Ectromelia Virus Encodes a BTB/kelch Protein, EVM150, That Inhibits NF-κB Signaling

The NF-kappa B signaling pathway plays a critical role in inflammation and innate immunity. Consequently, many viruses have evolved strategies to inhibit NF-kappa B in order to facilitate replication and evasion of the host immune response. Recently, we determined that ectromelia virus, the causative agent of mousepox, contains a family of four BTB/kelch proteins that interact with cullin-3-based ubiquitin ligases. We demonstrate here that expression of EVM150, one of the four BTB/kelch proteins, inhibited NF-kappa B activation induced by tumor necrosis factor alpha (TNF-alpha) and interleukin-1 beta (IL-1 beta). Although EVM150 inhibited NF-kappa B p65 nuclear translocation, I kappa B alpha degradation was observed, indicating that EVM150 functioned downstream of I kappa B alpha degradation. Significantly, expression of the BTB-only domain of EVM150 blocked NF-kappa B activation, demonstrating that EVM150 functioned independently of the kelch domain and its role as an adapter for cullin-3-based ubiquitin ligases.

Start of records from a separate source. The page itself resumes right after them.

use thiserror::Error;

pub type Result<T> = std::result::Result<T, VectorStoreError>;

#[derive(Error, Debug)]
pub enum VectorStoreError {
    #[error("Embedding error: {0}")]
    EmbeddingError(String),

    #[error("Invalid vector dimension: expected {expected}, got {actual}")]
    InvalidDimension { expected: usize, actual: usize },

    #[error("Corrupt index: {0}")]
    CorruptIndex(String),

    #[error("IO error: {0}")]
    IoError(#[from] std::io::Error),

    #[error("Serialization error: {0}")]
    SerializationError(#[from] serde_json::Error),
}
use crate::error::Result;
use serde::{Deserialize, Serialize};
use std::path::Path;

/// One evaluated query. Kept in input order, including queries whose
/// relevant set was empty.
#[derive(Debug, Clone, PartialEq, Serialize, Deserialize)]
pub struct EvaluationRecord {
    pub query: String,
    pub recall_at_k: f64,
}

/// Immutable evaluation output: per-query detail plus aggregates.
///
/// Aggregates cover only queries with a non-empty relevant set; the `note`
/// field states that exclusion and describes the relevance source. Written
/// once, never mutated afterward.
#[derive(Debug, Clone, Serialize, Deserialize)]
pub struct RecallReport {
    pub k: usize,
    pub recall_scores: Vec<f64>,
    pub mean_recall: f64,
    pub median_recall: f64,
    pub min_recall: f64,
    pub max_recall: f64,
    pub evaluated_queries: usize,
    pub excluded_queries: usize,
    pub note: String,
    pub query_results: Vec<EvaluationRecord>,
}

impl RecallReport {
    /// Assemble the report from per-query records plus the subset of scores
    /// eligible for aggregation (queries with non-empty relevant sets).
    #[must_use]
    pub fn new(
        k: usize,
        records: Vec<EvaluationRecord>,
        included_scores: &[f64],
        relevance_note: &str,
    ) -> Self {
        let excluded = records.len() - included_scores.len();
        let note = format!(
            "Relevance source: {relevance_note}. Aggregates cover {} of {} queries; \
             {} with empty relevant sets are excluded from aggregates but retained \
             in query_results.",
            included_scores.len(),
            records.len(),
            excluded,
        );
        Self {
            k,
            recall_scores: records.iter().map(|r| r.recall_at_k).collect(),
            mean_recall: mean(included_scores),
            median_recall: median(included_scores),
            min_recall: fold_min(included_scores),
            max_recall: fold_max(included_scores),
            evaluated_queries: included_scores.len(),
            excluded_queries: excluded,
            note,
            query_results: records,
        }
    }

    /// Serialize once to pretty JSON.
    pub async fn save(&self, path: impl AsRef<Path>) -> Result<()> {
        let path = path.as_ref();
        if let Some(parent) = path.parent() {
            tokio::fs::create_dir_all(parent).await?;
        }
        let bytes = serde_json::to_vec_pretty(self)?;
        tokio::fs::write(path, bytes).await?;
        log::info!("Saved recall report to {}", path.display());
        Ok(())
    }
}

fn mean(values: &[f64]) -> f64 {
    if values.is_empty() {
        return 0.0;
    }
    values.iter().sum::<f64>() / values.len() as f64
}

fn median(values: &[f64]) -> f64 {
    if values.is_empty() {
        return 0.0;
    }
    let mut sorted = values.to_vec();
    sorted.sort_by(|a, b| a.partial_cmp(b).unwrap_or(std::cmp::Ordering::Equal));
    let mid = sorted.len() / 2;
    if sorted.len() % 2 == 1 {
        sorted[mid]
    } else {
        (sorted[mid - 1] + sorted[mid]) / 2.0
    }
}

fn fold_min(values: &[f64]) -> f64 {
    if values.is_empty() {
        return 0.0;
    }
    values.iter().copied().fold(f64::INFINITY, f64::min)
}

fn fold_max(values: &[f64]) -> f64 {
    if values.is_empty() {
        return 0.0;
    }
    values.iter().copied().fold(f64::NEG_INFINITY, f64::max)
}

#[cfg(test)]
mod tests {
    use super::*;
    use pretty_assertions::assert_eq;
    use tempfile::TempDir;

    fn record(query: &str, recall: f64) -> EvaluationRecord {
        EvaluationRecord {
            query: query.to_string(),
            recall_at_k: recall,
        }
    }

    #[test]
    fn aggregates_cover_only_included_scores() {
        let records = vec![
            record("a", 0.2),
            record("b", 0.8),
            // Empty relevant set: recorded as 1.0 but not aggregated.
            record("c", 1.0),
        ];
        let report = RecallReport::new(10, records, &[0.2, 0.8], "test labels");

        assert_eq!(report.recall_scores, vec![0.2, 0.8, 1.0]);
        assert_eq!(report.mean_recall, 0.5);
        assert_eq!(report.median_recall, 0.5);
        assert_eq!(report.min_recall, 0.2);
        assert_eq!(report.max_recall, 0.8);
        assert_eq!(report.evaluated_queries, 2);
        assert_eq!(report.excluded_queries, 1);
        assert!(report.note.contains("excluded from aggregates"));
    }

    #[test]
    fn median_averages_the_two_middles_for_even_counts() {
        assert_eq!(median(&[0.0, 1.0]), 0.5);
        assert_eq!(median(&[0.1, 0.2, 0.7, 0.8]), 0.45);
        assert_eq!(median(&[0.3, 0.9, 0.1]), 0.3);
    }

    #[test]
    fn empty_aggregation_set_yields_zeroed_stats() {
        let report = RecallReport::new(5, vec![record("a", 1.0)], &[], "no labels");
        assert_eq!(report.mean_recall, 0.0);
        assert_eq!(report.min_recall, 0.0);
        assert_eq!(report.max_recall, 0.0);
        assert_eq!(report.evaluated_queries, 0);
        assert_eq!(report.excluded_queries, 1);
    }

    #[tokio::test]
    async fn report_saves_as_json_with_expected_fields() {
        let tmp = TempDir::new().unwrap();
        let path = tmp.path().join("report.json");
        let report = RecallReport::new(3, vec![record("q", 0.5)], &[0.5], "labels");
        report.save(&path).await.unwrap();

        let bytes = tokio::fs::read(&path).await.unwrap();
        let value: serde_json::Value = serde_json::from_slice(&bytes).unwrap();
        assert_eq!(value["k"], 3);
        assert_eq!(value["mean_recall"], 0.5);
        assert!(value["query_results"].is_array());
        assert!(value["note"].is_string());
    }
}
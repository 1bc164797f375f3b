mod eval;
mod index;
mod search;

pub use eval::{run_eval, EvalArgs};
pub use index::{run_index, IndexArgs};
pub use search::{run_search, SearchArgs};

use anyhow::Result;
use std::io::{self, Write};

/// Print a JSON document to stdout, tolerating a closed pipe (`head`, etc).
/// Stdout carries only JSON; logs go to stderr.
pub fn print_stdout(text: &str) -> Result<()> {
    let mut stdout = io::stdout().lock();
    if let Err(err) = stdout
        .write_all(text.as_bytes())
        .and_then(|_| stdout.write_all(b"\n"))
        .and_then(|_| stdout.flush())
    {
        if err.kind() == io::ErrorKind::BrokenPipe {
            return Ok(());
        }
        return Err(err.into());
    }
    Ok(())
}
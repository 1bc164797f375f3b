use thiserror::Error;

pub type Result<T> = std::result::Result<T, EvalError>;

#[derive(Error, Debug)]
pub enum EvalError {
    #[error("Retrieval error: {0}")]
    Retrieval(#[from] shortlist_retrieval::RetrievalError),

    #[error("IO error: {0}")]
    IoError(#[from] std::io::Error),

    #[error("Serialization error: {0}")]
    SerializationError(#[from] serde_json::Error),
}
use crate::error::Result;
use crate::relevance::RelevanceProvider;
use crate::report::{EvaluationRecord, RecallReport};
use shortlist_retrieval::HybridRetriever;
use std::collections::{BTreeSet, HashSet};

/// Recall@K for one query: the fraction of its relevant references that
/// appear among the top-k retrieved references.
///
/// Defined as 1.0 when the relevant set is empty — there was nothing to
/// miss — so the degenerate case never divides by zero. Such queries are
/// excluded from aggregates by the evaluator.
#[must_use]
pub fn recall_at_k(retrieved: &[String], relevant: &BTreeSet<String>, k: usize) -> f64 {
    if relevant.is_empty() {
        return 1.0;
    }
    let found: HashSet<&str> = retrieved
        .iter()
        .take(k)
        .map(String::as_str)
        .filter(|reference| relevant.contains(*reference))
        .collect();
    found.len() as f64 / relevant.len() as f64
}

/// Drives the retriever over a query set and assembles a `RecallReport`.
#[derive(Debug, Clone, Copy)]
pub struct RecallEvaluator {
    k: usize,
    use_keyword_boost: bool,
}

impl RecallEvaluator {
    #[must_use]
    pub const fn new(k: usize) -> Self {
        Self {
            k,
            use_keyword_boost: true,
        }
    }

    #[must_use]
    pub const fn with_keyword_boost(mut self, on: bool) -> Self {
        self.use_keyword_boost = on;
        self
    }

    /// Evaluate every query in input order. Queries with empty relevant sets
    /// score 1.0 and stay in the per-query detail, but are excluded from the
    /// aggregate statistics; the report's note states both.
    pub async fn evaluate(
        &self,
        retriever: &HybridRetriever,
        queries: &[String],
        relevance: &dyn RelevanceProvider,
    ) -> Result<RecallReport> {
        log::info!(
            "Recall@{} evaluation over {} queries ({})",
            self.k,
            queries.len(),
            relevance.describe()
        );

        let mut records = Vec::with_capacity(queries.len());
        let mut included_scores = Vec::with_capacity(queries.len());

        for query in queries {
            let results = retriever
                .retrieve(query, self.k, self.use_keyword_boost)
                .await?;
            let retrieved: Vec<String> = results
                .into_iter()
                .map(|result| result.item.reference)
                .collect();

            let relevant = relevance.relevant(query);
            let recall = recall_at_k(&retrieved, &relevant, self.k);
            log::debug!("Recall@{} = {recall:.4} for query '{query}'", self.k);

            if !relevant.is_empty() {
                included_scores.push(recall);
            }
            records.push(EvaluationRecord {
                query: query.clone(),
                recall_at_k: recall,
            });
        }

        Ok(RecallReport::new(
            self.k,
            records,
            &included_scores,
            &relevance.describe(),
        ))
    }
}
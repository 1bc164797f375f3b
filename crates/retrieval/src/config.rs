use crate::error::{Result, RetrievalError};
use serde::{Deserialize, Serialize};

pub const DEFAULT_SEMANTIC_WEIGHT: f32 = 0.7;
pub const DEFAULT_KEYWORD_WEIGHT: f32 = 0.3;
pub const DEFAULT_MAX_TOP_K: usize = 100;

/// Weights must sum to 1 within this tolerance; anything further off is a
/// configuration error, never silently renormalized.
const WEIGHT_SUM_TOLERANCE: f32 = 1e-6;

/// Fusion weights and retrieval bounds.
#[derive(Debug, Clone, Copy, PartialEq, Serialize, Deserialize)]
#[serde(default)]
pub struct RetrieverConfig {
    /// Weight on the semantic (distance-derived) score.
    pub semantic_weight: f32,
    /// Weight on the keyword (Jaccard) score.
    pub keyword_weight: f32,
    /// Upper bound accepted for a `top_k` argument.
    pub max_top_k: usize,
    /// Default for keyword boosting when the caller does not specify.
    pub use_keyword_boost: bool,
}

impl Default for RetrieverConfig {
    fn default() -> Self {
        Self {
            semantic_weight: DEFAULT_SEMANTIC_WEIGHT,
            keyword_weight: DEFAULT_KEYWORD_WEIGHT,
            max_top_k: DEFAULT_MAX_TOP_K,
            use_keyword_boost: true,
        }
    }
}

impl RetrieverConfig {
    /// Reject invalid weight pairs and bounds before any I/O happens.
    pub fn validate(&self) -> Result<()> {
        if !self.semantic_weight.is_finite()
            || !self.keyword_weight.is_finite()
            || self.semantic_weight < 0.0
            || self.keyword_weight < 0.0
        {
            return Err(RetrievalError::Config(format!(
                "fusion weights must be finite and non-negative, got semantic={} keyword={}",
                self.semantic_weight, self.keyword_weight
            )));
        }
        let sum = self.semantic_weight + self.keyword_weight;
        if (sum - 1.0).abs() > WEIGHT_SUM_TOLERANCE {
            return Err(RetrievalError::Config(format!(
                "fusion weights must sum to 1.0, got {sum}"
            )));
        }
        if self.max_top_k == 0 {
            return Err(RetrievalError::Config(
                "max_top_k must be positive".to_string(),
            ));
        }
        Ok(())
    }

    /// Parse a profile document, trying JSON first and TOML second, and
    /// validate the result. Profiles are shipped next to an index and carry
    /// only the fields they override.
    pub fn from_bytes(bytes: &[u8]) -> Result<Self> {
        let config: Self = match serde_json::from_slice(bytes) {
            Ok(config) => config,
            Err(json_err) => {
                let text = std::str::from_utf8(bytes).map_err(|_| {
                    RetrievalError::Config(
                        "profile is neither valid JSON nor UTF-8 TOML".to_string(),
                    )
                })?;
                toml::from_str(text).map_err(|toml_err| {
                    RetrievalError::Config(format!(
                        "profile is not valid JSON ({json_err}) or TOML ({toml_err})"
                    ))
                })?
            }
        };
        config.validate()?;
        Ok(config)
    }
}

Furthermore, cullin-3 knockdown by small interfering RNA demonstrated that cullin-3-based ubiquitin ligases are dispensable for TNF-alpha-induced NF-kappa B activation. Interestingly, nuclear translocation of IRF3 and STAT1 still occurred in the presence of EVM150, indicating that EVM150 prevented NF-kappa B nuclear translocation specifically. In addition to identifying EVM150 as an inhibitor of the NF-kappa B pathway, this study provides new insights into the role of BTB/kelch proteins during virus infection.